Collected data:
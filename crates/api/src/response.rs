//! Shared response envelope types for JSON handlers.
//!
//! JSON responses use a `{ "data": ... }` envelope. Use [`DataResponse`]
//! instead of ad-hoc `serde_json::json!({ "data": ... })`.

use serde::Serialize;

/// Standard `{ "data": T }` response envelope.
#[derive(Debug, Serialize)]
pub struct DataResponse<T: Serialize> {
    pub data: T,
}
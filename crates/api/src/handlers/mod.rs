//! Request handlers.
//!
//! - [`auth`] -- Form submissions that open and close sessions.
//! - [`pages`] -- HTML pages, including the protected dashboard.
//! - [`cars`] -- JSON car catalogue for signed-in visitors.

pub mod auth;
pub mod cars;
pub mod pages;
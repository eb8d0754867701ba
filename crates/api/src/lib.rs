//! luxrent HTTP server library.
//!
//! Exposes the building blocks (config, state, error handling, session
//! transport, routes, router) so integration tests and the binary entrypoint
//! can both access them.

pub mod background;
pub mod config;
pub mod error;
pub mod flash;
pub mod handlers;
pub mod middleware;
pub mod pages;
pub mod response;
pub mod router;
pub mod routes;
pub mod session_cookie;
pub mod state;
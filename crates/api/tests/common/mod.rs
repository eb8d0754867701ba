#![allow(dead_code)]

use std::sync::Arc;

use axum::body::Body;
use axum::http::header::{CONTENT_TYPE, COOKIE, LOCATION, SET_COOKIE};
use axum::http::{Method, Request, Response};
use axum::Router;
use http_body_util::BodyExt;
use tower::ServiceExt;

use luxrent_api::config::{ServerConfig, SessionConfig};
use luxrent_api::router::build_app_router;
use luxrent_api::state::AppState;
use luxrent_core::error::StoreError;
use luxrent_core::gate::SessionGate;
use luxrent_core::session::Session;
use luxrent_core::store::{InMemorySessionStore, SessionFilter, SessionStore};
use luxrent_core::types::{SessionId, Timestamp};

pub const COOKIE_NAME: &str = "luxrent_session";

/// Build a test `ServerConfig` with safe defaults and no session expiry.
pub fn test_config() -> ServerConfig {
    ServerConfig {
        host: "127.0.0.1".to_string(),
        port: 0,
        request_timeout_secs: 30,
        session: SessionConfig {
            secret: "integration-test-secret-0123456789abcdef".to_string(),
            secure_cookie: false,
            cookie_name: COOKIE_NAME.to_string(),
            ttl_secs: None,
            idle_timeout_secs: None,
            sweep_interval_secs: 300,
        },
    }
}

/// Build the full application router over a fresh in-memory store.
///
/// Uses [`build_app_router`] so integration tests exercise the same
/// middleware stack (request ID, timeout, tracing, panic recovery) that
/// production uses.
pub fn build_test_app() -> Router {
    build_test_app_with(test_config(), Arc::new(InMemorySessionStore::new()))
}

/// Build the router over a caller-supplied store and configuration.
pub fn build_test_app_with(config: ServerConfig, store: Arc<dyn SessionStore>) -> Router {
    let gate = Arc::new(SessionGate::new(store, config.session.policy()));
    build_app_router(AppState::new(config, gate))
}

// ---------------------------------------------------------------------------
// Requests
// ---------------------------------------------------------------------------

/// Send a GET request, optionally carrying the session cookie.
pub async fn get(app: Router, uri: &str, cookie: Option<&str>) -> Response<Body> {
    let mut builder = Request::builder().method(Method::GET).uri(uri);
    if let Some(cookie) = cookie {
        builder = builder.header(COOKIE, format!("{COOKIE_NAME}={cookie}"));
    }
    app.oneshot(builder.body(Body::empty()).unwrap())
        .await
        .unwrap()
}

/// Send an `application/x-www-form-urlencoded` POST.
pub async fn post_form(
    app: Router,
    uri: &str,
    fields: &[(&str, &str)],
    cookie: Option<&str>,
) -> Response<Body> {
    let body = serde_urlencoded::to_string(fields).unwrap();
    post_raw(
        app,
        uri,
        body,
        Some("application/x-www-form-urlencoded"),
        cookie,
    )
    .await
}

/// Send a POST with a verbatim body and an optional `Content-Type`.
pub async fn post_raw(
    app: Router,
    uri: &str,
    body: impl Into<Body>,
    content_type: Option<&str>,
    cookie: Option<&str>,
) -> Response<Body> {
    let mut builder = Request::builder().method(Method::POST).uri(uri);
    if let Some(content_type) = content_type {
        builder = builder.header(CONTENT_TYPE, content_type);
    }
    if let Some(cookie) = cookie {
        builder = builder.header(COOKIE, format!("{COOKIE_NAME}={cookie}"));
    }
    app.oneshot(builder.body(body.into()).unwrap())
        .await
        .unwrap()
}

// ---------------------------------------------------------------------------
// Responses
// ---------------------------------------------------------------------------

pub async fn body_string(response: Response<Body>) -> String {
    let bytes = response.into_body().collect().await.unwrap().to_bytes();
    String::from_utf8(bytes.to_vec()).unwrap()
}

pub async fn body_json(response: Response<Body>) -> serde_json::Value {
    let bytes = response.into_body().collect().await.unwrap().to_bytes();
    serde_json::from_slice(&bytes).unwrap()
}

/// The `Location` header of a redirect.
pub fn location(response: &Response<Body>) -> String {
    response
        .headers()
        .get(LOCATION)
        .expect("response should be a redirect")
        .to_str()
        .unwrap()
        .to_string()
}

/// Full `Set-Cookie` header for the session cookie, if one was emitted.
pub fn session_set_cookie(response: &Response<Body>) -> Option<String> {
    response
        .headers()
        .get_all(SET_COOKIE)
        .iter()
        .filter_map(|value| value.to_str().ok())
        .find(|value| value.starts_with(&format!("{COOKIE_NAME}=")))
        .map(str::to_string)
}

/// Value of the session cookie set by `response`.
pub fn session_cookie(response: &Response<Body>) -> Option<String> {
    let header = session_set_cookie(response)?;
    let pair = header.split(';').next()?;
    let (_, value) = pair.split_once('=')?;
    Some(value.to_string()).filter(|v| !v.is_empty())
}

/// Log in through the HTTP surface and return the issued cookie value.
pub async fn login(app: Router, email: &str) -> String {
    let response = post_form(app, "/login", &[("email", email)], None).await;
    assert_eq!(location(&response), "/dashboard");
    session_cookie(&response).expect("login should set the session cookie")
}

// ---------------------------------------------------------------------------
// Stores
// ---------------------------------------------------------------------------

/// A store whose every operation fails, standing in for an unreachable
/// backend.
pub struct UnavailableStore;

#[async_trait::async_trait]
impl SessionStore for UnavailableStore {
    async fn insert(&self, _session: Session) -> Result<(), StoreError> {
        Err(unavailable())
    }

    async fn get(&self, _id: &SessionId) -> Result<Option<Session>, StoreError> {
        Err(unavailable())
    }

    async fn touch(&self, _id: &SessionId, _at: Timestamp) -> Result<bool, StoreError> {
        Err(unavailable())
    }

    async fn remove(&self, _id: &SessionId) -> Result<bool, StoreError> {
        Err(unavailable())
    }

    async fn purge(&self, _filter: SessionFilter<'_>) -> Result<usize, StoreError> {
        Err(unavailable())
    }

    async fn count(&self) -> Result<usize, StoreError> {
        Err(unavailable())
    }
}

fn unavailable() -> StoreError {
    StoreError::Unavailable("connection refused".into())
}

TASK INSTRUCTIONS:
Repeat the data verbatim.

EXERCISE OUTPUT:
filename crates/api/src/response.rs
//! Shared response envelope types for JSON handlers.
//!
//! JSON responses use a `{ "data": ... }` envelope. Use [`DataResponse`]
//! instead of ad-hoc `serde_json::json!({ "data": ... })`.

use serde::Serialize;

/// Standard `{ "data": T }` response envelope.
#[derive(Debug, Serialize)]
pub struct DataResponse<T: Serialize> {
    pub data: T,
}
filename crates/api/src/handlers/mod.rs
//! Request handlers.
//!
//! - [`auth`] -- Form submissions that open and close sessions.
//! - [`pages`] -- HTML pages, including the protected dashboard.
//! - [`cars`] -- JSON car catalogue for signed-in visitors.

pub mod auth;
pub mod cars;
pub mod pages;
repository eb8d0754867701ba
filename crates/api/src/lib.rs
//! luxrent HTTP server library.
//!
//! Exposes the building blocks (config, state, error handling, session
//! transport, routes, router) so integration tests and the binary entrypoint
//! can both access them.

pub mod background;
pub mod config;
pub mod error;
pub mod flash;
pub mod handlers;
pub mod middleware;
pub mod pages;
pub mod response;
pub mod router;
pub mod routes;
pub mod session_cookie;
pub mod state;
filename crates/api/tests/common/mod.rs
repository eb8d0754867701ba
#![allow(dead_code)]

use std::sync::Arc;

use axum::body::Body;
use axum::http::header::{CONTENT_TYPE, COOKIE, LOCATION, SET_COOKIE};
use axum::http::{Method, Request, Response};
use axum::Router;
use http_body_util::BodyExt;
use tower::ServiceExt;

use luxrent_api::config::{ServerConfig, SessionConfig};
use luxrent_api::router::build_app_router;
use luxrent_api::state::AppState;
use luxrent_core::error::StoreError;
use luxrent_core::gate::SessionGate;
use luxrent_core::session::Session;
use luxrent_core::store::{InMemorySessionStore, SessionFilter, SessionStore};
use luxrent_core::types::{SessionId, Timestamp};

pub const COOKIE_NAME: &str = "luxrent_session";

/// Build a test `ServerConfig` with safe defaults and no session expiry.
pub fn test_config() -> ServerConfig {
    ServerConfig {
        host: "127.0.0.1".to_string(),
        port: 0,
        request_timeout_secs: 30,
        session: SessionConfig {
            secret: "integration-test-secret-0123456789abcdef".to_string(),
            secure_cookie: false,
            cookie_name: COOKIE_NAME.to_string(),
            ttl_secs: None,
            idle_timeout_secs: None,
            sweep_interval_secs: 300,
        },
    }
}

/// Build the full application router over a fresh in-memory store.
///
/// Uses [`build_app_router`] so integration tests exercise the same
/// middleware stack (request ID, timeout, tracing, panic recovery) that
/// production uses.
pub fn build_test_app() -> Router {
    build_test_app_with(test_config(), Arc::new(InMemorySessionStore::new()))
}

/// Build the router over a caller-supplied store and configuration.
pub fn build_test_app_with(config: ServerConfig, store: Arc<dyn SessionStore>) -> Router {
    let gate = Arc::new(SessionGate::new(store, config.session.policy()));
    build_app_router(AppState::new(config, gate))
}

// ---------------------------------------------------------------------------
// Requests
// ---------------------------------------------------------------------------

/// Send a GET request, optionally carrying the session cookie.
pub async fn get(app: Router, uri: &str, cookie: Option<&str>) -> Response<Body> {
    let mut builder = Request::builder().method(Method::GET).uri(uri);
    if let Some(cookie) = cookie {
        builder = builder.header(COOKIE, format!("{COOKIE_NAME}={cookie}"));
    }
    app.oneshot(builder.body(Body::empty()).unwrap())
        .await
        .unwrap()
}

/// Send an `application/x-www-form-urlencoded` POST.
pub async fn post_form(
    app: Router,
    uri: &str,
    fields: &[(&str, &str)],
    cookie: Option<&str>,
) -> Response<Body> {
    let body = serde_urlencoded::to_string(fields).unwrap();
    post_raw(
        app,
        uri,
        body,
        Some("application/x-www-form-urlencoded"),
        cookie,
    )
    .await
}

/// Send a POST with a verbatim body and an optional `Content-Type`.
pub async fn post_raw(
    app: Router,
    uri: &str,
    body: impl Into<Body>,
    content_type: Option<&str>,
    cookie: Option<&str>,
) -> Response<Body> {
    let mut builder = Request::builder().method(Method::POST).uri(uri);
    if let Some(content_type) = content_type {
        builder = builder.header(CONTENT_TYPE, content_type);
    }
    if let Some(cookie) = cookie {
        builder = builder.header(COOKIE, format!("{COOKIE_NAME}={cookie}"));
    }
    app.oneshot(builder.body(body.into()).unwrap())
        .await
        .unwrap()
}

// ---------------------------------------------------------------------------
// Responses
// ---------------------------------------------------------------------------

pub async fn body_string(response: Response<Body>) -> String {
    let bytes = response.into_body().collect().await.unwrap().to_bytes();
    String::from_utf8(bytes.to_vec()).unwrap()
}

pub async fn body_json(response: Response<Body>) -> serde_json::Value {
    let bytes = response.into_body().collect().await.unwrap().to_bytes();
    serde_json::from_slice(&bytes).unwrap()
}

/// The `Location` header of a redirect.
pub fn location(response: &Response<Body>) -> String {
    response
        .headers()
        .get(LOCATION)
        .expect("response should be a redirect")
        .to_str()
        .unwrap()
        .to_string()
}

/// Full `Set-Cookie` header for the session cookie, if one was emitted.
pub fn session_set_cookie(response: &Response<Body>) -> Option<String> {
    response
        .headers()
        .get_all(SET_COOKIE)
        .iter()
        .filter_map(|value| value.to_str().ok())
        .find(|value| value.starts_with(&format!("{COOKIE_NAME}=")))
        .map(str::to_string)
}

/// Value of the session cookie set by `response`.
pub fn session_cookie(response: &Response<Body>) -> Option<String> {
    let header = session_set_cookie(response)?;
    let pair = header.split(';').next()?;
    let (_, value) = pair.split_once('=')?;
    Some(value.to_string()).filter(|v| !v.is_empty())
}

/// Log in through the HTTP surface and return the issued cookie value.
pub async fn login(app: Router, email: &str) -> String {
    let response = post_form(app, "/login", &[("email", email)], None).await;
    assert_eq!(location(&response), "/dashboard");
    session_cookie(&response).expect("login should set the session cookie")
}

// ---------------------------------------------------------------------------
// Stores
// ---------------------------------------------------------------------------

/// A store whose every operation fails, standing in for an unreachable
/// backend.
pub struct UnavailableStore;

#[async_trait::async_trait]
impl SessionStore for UnavailableStore {
    async fn insert(&self, _session: Session) -> Result<(), StoreError> {
        Err(unavailable())
    }

    async fn get(&self, _id: &SessionId) -> Result<Option<Session>, StoreError> {
        Err(unavailable())
    }

    async fn touch(&self, _id: &SessionId, _at: Timestamp) -> Result<bool, StoreError> {
        Err(unavailable())
    }

    async fn remove(&self, _id: &SessionId) -> Result<bool, StoreError> {
        Err(unavailable())
    }

    async fn purge(&self, _filter: SessionFilter<'_>) -> Result<usize, StoreError> {
        Err(unavailable())
    }

    async fn count(&self) -> Result<usize, StoreError> {
        Err(unavailable())
    }
}

fn unavailable() -> StoreError {
    StoreError::Unavailable("connection refused".into())
}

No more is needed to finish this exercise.